Longitude: -2.3099 / 2°18'35"W

OS Eastings: 379570.713722

OS Northings: 407509.990785

OS Grid: SD795075

Mapcode National: GBR DW97.Q6

Mapcode Global: WH97X.HP88

Entry Name: Radcliffe Tower and site of hall 100m south west of the parish church in Radcliffe

Scheduled Date: 26 June 1924

Last Amended: 16 July 1996

Source: Historic England

Source ID: 1014721

English Heritage Legacy ID: 27585

County: Bury

Electoral Ward/Division: Radcliffe East

Built-Up Area: Radcliffe

Traditional County: Lancashire

Lieutenancy Area (Ceremonial County): Greater Manchester

Church of England Parish: Radcliffe St Mary

Church of England Diocese: Manchester


The monument includes a stone built tower house constructed in the medieval
period, together with the buried remains of a timber hall constructed at the
same time as the tower and lying to the west of the standing building.
The tower, which is a Grade I Listed Building, survives as a roofless
rectangular building.

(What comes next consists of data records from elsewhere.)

fn touched_by<'a>(applied: impl IntoIterator<Item = &'a Applied>) -> Vec<BlockId> {
    let mut seen = HashSet::new();
    applied
        .into_iter()
        .flat_map(|done| done.touched.iter().copied())
        .filter(|block| seen.insert(*block))
        .collect()
}

/// Events a new layout raises: overflows not seen before and marker changes
fn layout_events(
    ledger: &mut ContinuityLedger,
    template: &Template,
    previous: Option<&PageLayout>,
    layout: &PageLayout,
) -> Vec<EditorEvent> {
    let known: HashSet<BlockId> = previous
        .map(|p| p.overflows.iter().map(|o| o.block).collect())
        .unwrap_or_default();

    let mut events: Vec<EditorEvent> = layout
        .overflows
        .iter()
        .filter(|overflow| !known.contains(&overflow.block))
        .map(|overflow| {
            warn!(block = %overflow.block, page = overflow.page, "Block is taller than a page");
            EditorEvent::OverflowWarning {
                block: overflow.block,
                page: overflow.page,
            }
        })
        .collect();
    events.extend(reconcile_markers(ledger, layout, template));
    events
}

The ground floor has a stone tunnel vault, of which
substantial parts remain. Internally the building measures 12.2m from north to
south and 5.5m from east to west. The walls are 1.5m thick at the base,
increased to 1.9m by a plinth surrounding the building at ground level. In the
south west corner the wall is reinforced to 1.8m thick to accommodate a
staircase in the thickness of the wall. In the eastern wall are two openings
with a deep splay for windows, a fireplace in the centre and the flue in the
thickness of the wall. In the opposite western wall is a central doorway with
a pointed arch of a decorated style with a simple roll moulded surround.
Larger windows were set in the north and south walls. Below each of these two
windows there is a fireplace 3.2m wide and 2.2m high. The arches above the
fires are repeated as a decoration in the outside walls of the tower. Above
the ground floor room was an upper room with a fireplace set in the centre of
the west wall. The present height of the tower is 8.5m but there is evidence
from the 18th century that the original was three storeys high. This tower was
built with a timber hall butted onto the west wall. Remains of the slot for
the timbers of the hall are visible in the west wall, as is the outline of the
hall gable end. This shows that access to the tower was through the hall and
that the two buildings were designed as a whole. The timber hall was used as a
farm building until it was demolished in about 1830. Excavations in 1979-1980
have revealed that the hall and tower were contained within a ditched
enclosure on the northern side and that this was later reinforced by a rubble
wall to form a square courtyard.
The tower and hall were built by James de Radcliffe in 1403 when he was
granted a licence to crenellate, that is, permission from the king to fortify
his residence. The hall stands within 100m of the present parish church and
this should be viewed as part of the extent of the original manor precinct.
The railings and post and wire fence erected around the remains of the tower
are not included in the scheduling, but the ground beneath is included.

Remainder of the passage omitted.